Work required.
Your reply should be one number, which is how many lines in the listing below contain "messaging".
────────────────────
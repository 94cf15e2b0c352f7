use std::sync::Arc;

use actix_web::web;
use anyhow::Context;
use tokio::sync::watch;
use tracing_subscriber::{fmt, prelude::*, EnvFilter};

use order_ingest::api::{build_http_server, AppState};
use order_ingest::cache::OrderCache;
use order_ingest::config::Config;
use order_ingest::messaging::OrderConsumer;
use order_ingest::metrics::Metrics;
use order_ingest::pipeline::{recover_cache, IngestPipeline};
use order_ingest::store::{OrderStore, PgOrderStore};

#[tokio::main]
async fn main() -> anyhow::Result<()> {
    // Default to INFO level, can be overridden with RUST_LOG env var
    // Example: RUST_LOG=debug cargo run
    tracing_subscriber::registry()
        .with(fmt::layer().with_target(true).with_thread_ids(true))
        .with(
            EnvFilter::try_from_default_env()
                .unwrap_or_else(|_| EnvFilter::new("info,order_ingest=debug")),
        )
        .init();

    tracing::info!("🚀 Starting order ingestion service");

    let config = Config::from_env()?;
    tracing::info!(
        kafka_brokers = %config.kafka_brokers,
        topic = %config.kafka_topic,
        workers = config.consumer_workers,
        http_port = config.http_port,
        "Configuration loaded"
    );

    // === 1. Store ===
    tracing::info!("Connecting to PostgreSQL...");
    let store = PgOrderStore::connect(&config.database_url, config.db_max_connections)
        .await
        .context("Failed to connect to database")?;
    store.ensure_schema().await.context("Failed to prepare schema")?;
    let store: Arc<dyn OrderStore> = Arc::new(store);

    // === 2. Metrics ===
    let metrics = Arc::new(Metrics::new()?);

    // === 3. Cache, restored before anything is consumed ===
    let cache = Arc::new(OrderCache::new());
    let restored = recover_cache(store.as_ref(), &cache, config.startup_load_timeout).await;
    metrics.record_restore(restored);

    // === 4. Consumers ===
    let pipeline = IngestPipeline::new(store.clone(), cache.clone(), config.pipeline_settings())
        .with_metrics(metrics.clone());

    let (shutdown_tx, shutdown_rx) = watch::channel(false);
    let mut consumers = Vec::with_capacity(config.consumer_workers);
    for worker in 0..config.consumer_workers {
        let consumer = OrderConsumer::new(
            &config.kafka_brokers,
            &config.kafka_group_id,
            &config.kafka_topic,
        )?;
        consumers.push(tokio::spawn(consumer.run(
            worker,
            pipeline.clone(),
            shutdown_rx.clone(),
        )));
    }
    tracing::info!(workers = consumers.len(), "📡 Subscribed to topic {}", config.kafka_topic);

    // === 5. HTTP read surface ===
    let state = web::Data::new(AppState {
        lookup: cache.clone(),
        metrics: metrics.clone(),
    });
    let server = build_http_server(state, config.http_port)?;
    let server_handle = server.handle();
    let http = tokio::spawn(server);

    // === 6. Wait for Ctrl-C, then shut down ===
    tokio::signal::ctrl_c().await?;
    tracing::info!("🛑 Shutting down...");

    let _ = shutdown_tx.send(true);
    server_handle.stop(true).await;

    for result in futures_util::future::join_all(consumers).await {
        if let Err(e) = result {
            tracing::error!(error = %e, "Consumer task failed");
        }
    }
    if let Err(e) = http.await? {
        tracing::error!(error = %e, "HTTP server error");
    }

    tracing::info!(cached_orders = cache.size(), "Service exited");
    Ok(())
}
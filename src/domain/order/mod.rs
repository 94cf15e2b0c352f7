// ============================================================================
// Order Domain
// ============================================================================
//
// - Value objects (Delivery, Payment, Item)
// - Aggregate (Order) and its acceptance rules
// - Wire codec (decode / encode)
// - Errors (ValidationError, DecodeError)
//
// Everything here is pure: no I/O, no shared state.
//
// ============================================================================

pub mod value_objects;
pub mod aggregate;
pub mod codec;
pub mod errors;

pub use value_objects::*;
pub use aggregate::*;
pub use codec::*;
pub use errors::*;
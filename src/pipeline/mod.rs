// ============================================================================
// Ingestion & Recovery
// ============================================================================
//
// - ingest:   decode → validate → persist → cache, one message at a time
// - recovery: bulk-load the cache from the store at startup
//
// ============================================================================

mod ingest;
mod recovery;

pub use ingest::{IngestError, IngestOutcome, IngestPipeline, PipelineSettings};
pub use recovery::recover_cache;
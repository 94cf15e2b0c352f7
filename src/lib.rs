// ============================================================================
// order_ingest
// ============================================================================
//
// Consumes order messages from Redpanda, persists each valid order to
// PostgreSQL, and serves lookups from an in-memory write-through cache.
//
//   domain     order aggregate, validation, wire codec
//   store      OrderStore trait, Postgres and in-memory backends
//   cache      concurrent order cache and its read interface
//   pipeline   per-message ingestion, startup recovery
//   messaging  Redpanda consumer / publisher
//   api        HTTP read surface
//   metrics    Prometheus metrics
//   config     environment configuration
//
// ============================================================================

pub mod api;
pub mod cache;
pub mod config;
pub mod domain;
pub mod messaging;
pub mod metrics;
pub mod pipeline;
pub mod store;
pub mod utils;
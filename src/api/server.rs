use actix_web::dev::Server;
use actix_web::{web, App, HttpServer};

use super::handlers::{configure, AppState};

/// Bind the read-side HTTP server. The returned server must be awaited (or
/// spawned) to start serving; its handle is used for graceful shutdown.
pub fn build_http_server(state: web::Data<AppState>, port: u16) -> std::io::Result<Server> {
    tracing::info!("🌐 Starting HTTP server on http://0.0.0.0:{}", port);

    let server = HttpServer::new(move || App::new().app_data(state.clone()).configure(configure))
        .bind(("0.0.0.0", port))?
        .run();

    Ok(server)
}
────────────────────
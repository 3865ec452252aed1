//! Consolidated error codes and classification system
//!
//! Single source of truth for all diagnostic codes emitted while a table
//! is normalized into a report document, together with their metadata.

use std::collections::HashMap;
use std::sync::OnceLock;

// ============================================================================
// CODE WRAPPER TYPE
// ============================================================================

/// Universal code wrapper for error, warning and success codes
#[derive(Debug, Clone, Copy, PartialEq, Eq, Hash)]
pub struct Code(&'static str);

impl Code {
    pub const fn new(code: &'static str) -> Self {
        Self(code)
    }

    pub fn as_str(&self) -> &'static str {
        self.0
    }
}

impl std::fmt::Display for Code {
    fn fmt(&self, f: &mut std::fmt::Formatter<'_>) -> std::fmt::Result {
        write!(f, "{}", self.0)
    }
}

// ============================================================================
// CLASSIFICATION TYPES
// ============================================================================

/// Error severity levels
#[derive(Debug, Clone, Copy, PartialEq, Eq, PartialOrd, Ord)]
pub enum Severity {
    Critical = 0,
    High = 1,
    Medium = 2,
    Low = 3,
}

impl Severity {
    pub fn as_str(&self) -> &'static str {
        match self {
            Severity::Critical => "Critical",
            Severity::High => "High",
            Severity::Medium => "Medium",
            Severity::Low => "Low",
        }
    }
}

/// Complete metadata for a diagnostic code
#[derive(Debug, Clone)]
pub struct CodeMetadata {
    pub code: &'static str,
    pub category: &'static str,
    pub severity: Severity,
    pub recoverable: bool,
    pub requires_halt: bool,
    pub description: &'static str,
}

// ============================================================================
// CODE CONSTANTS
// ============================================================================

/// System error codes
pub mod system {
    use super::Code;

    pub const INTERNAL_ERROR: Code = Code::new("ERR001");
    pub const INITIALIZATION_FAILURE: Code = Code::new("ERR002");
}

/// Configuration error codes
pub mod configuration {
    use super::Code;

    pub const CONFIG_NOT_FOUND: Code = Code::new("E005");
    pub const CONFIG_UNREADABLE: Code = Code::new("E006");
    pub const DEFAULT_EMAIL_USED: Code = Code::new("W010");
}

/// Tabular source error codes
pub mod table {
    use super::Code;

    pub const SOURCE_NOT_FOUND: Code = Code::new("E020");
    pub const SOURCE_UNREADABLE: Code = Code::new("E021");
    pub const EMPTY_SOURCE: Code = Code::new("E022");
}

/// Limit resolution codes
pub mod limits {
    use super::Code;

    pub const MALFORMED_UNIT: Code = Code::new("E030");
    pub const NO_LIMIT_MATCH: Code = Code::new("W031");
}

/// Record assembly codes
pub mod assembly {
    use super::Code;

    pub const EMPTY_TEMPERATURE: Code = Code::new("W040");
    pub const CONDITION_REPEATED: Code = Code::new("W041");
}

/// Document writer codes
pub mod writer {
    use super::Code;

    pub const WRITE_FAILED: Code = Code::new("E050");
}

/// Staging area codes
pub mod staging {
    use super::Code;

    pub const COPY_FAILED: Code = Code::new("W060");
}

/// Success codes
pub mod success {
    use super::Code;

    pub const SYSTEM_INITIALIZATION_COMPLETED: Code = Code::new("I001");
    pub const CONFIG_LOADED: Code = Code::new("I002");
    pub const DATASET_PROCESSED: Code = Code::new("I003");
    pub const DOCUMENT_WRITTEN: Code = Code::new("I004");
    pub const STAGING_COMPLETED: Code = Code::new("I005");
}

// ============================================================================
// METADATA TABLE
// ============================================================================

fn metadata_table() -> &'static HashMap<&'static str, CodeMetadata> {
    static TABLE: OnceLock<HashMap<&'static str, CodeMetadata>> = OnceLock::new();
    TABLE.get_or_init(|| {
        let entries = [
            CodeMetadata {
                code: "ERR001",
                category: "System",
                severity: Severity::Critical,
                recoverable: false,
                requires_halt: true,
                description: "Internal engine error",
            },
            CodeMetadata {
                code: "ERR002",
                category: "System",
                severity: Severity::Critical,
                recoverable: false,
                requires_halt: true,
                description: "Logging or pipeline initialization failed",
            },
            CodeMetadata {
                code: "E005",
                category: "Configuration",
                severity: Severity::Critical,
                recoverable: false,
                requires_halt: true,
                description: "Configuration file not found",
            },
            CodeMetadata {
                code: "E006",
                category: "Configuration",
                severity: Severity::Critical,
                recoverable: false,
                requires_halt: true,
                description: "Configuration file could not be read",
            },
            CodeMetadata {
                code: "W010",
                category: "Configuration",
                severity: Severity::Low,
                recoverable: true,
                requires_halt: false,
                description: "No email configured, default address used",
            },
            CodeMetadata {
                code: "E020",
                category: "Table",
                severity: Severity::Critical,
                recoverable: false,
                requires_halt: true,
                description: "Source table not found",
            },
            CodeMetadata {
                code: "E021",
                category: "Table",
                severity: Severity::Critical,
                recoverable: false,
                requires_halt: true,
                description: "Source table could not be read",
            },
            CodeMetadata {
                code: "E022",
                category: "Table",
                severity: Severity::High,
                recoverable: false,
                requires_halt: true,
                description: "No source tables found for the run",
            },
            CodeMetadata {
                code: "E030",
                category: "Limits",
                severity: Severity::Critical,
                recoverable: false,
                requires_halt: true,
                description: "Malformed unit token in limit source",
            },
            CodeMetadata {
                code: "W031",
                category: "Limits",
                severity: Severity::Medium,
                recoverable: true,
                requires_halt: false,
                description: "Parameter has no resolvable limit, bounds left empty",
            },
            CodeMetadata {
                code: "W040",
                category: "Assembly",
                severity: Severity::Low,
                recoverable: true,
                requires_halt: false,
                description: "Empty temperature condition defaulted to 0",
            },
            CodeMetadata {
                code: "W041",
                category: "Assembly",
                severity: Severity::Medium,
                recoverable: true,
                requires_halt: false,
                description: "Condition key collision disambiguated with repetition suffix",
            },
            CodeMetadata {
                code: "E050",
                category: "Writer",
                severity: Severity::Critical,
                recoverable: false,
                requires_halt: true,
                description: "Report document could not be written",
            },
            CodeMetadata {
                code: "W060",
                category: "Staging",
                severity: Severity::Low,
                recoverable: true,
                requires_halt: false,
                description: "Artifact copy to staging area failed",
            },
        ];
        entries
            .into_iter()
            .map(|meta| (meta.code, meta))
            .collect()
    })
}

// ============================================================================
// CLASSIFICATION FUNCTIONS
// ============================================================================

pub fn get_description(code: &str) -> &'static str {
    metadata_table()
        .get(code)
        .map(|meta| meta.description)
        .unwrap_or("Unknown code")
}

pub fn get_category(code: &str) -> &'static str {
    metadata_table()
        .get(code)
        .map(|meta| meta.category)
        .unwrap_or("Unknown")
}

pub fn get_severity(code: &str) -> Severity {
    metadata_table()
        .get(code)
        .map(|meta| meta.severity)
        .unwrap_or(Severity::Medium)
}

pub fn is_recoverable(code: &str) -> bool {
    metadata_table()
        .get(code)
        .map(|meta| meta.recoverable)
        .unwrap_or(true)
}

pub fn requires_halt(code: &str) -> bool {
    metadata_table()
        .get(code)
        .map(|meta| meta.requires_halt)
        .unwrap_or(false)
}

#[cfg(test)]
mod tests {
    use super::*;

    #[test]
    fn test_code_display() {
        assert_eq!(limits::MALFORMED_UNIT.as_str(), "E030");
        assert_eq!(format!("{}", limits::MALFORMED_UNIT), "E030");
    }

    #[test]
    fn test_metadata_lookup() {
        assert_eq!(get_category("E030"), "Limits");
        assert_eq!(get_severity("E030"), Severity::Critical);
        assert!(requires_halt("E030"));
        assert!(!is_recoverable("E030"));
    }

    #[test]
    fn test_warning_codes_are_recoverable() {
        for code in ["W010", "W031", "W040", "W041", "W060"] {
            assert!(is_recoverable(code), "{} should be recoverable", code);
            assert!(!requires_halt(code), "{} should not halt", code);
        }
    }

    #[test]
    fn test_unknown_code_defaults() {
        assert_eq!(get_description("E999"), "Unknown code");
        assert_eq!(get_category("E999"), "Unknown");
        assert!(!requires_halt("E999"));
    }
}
────────────────────
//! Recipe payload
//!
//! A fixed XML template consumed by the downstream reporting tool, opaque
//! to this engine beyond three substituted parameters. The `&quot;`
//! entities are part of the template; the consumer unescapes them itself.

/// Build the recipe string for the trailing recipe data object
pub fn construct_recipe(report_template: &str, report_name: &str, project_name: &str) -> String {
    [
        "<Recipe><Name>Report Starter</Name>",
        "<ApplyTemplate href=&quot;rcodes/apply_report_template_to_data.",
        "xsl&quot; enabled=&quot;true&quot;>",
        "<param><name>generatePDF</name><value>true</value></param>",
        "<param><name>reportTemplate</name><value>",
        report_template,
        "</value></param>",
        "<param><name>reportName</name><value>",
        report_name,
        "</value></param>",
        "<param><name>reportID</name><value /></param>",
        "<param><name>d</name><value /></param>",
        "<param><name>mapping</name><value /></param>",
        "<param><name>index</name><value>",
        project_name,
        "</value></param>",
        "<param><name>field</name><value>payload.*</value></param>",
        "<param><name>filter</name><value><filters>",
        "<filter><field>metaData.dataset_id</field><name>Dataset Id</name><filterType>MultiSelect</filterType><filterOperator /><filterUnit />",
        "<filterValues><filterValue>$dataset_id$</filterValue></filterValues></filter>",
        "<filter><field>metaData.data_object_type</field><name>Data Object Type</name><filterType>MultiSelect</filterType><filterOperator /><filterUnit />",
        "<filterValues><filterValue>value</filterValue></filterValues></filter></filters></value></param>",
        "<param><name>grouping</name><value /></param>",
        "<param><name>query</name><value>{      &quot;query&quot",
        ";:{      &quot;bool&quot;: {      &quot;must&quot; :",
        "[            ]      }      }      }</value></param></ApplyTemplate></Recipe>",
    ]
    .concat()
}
────────────────────
Task output.
3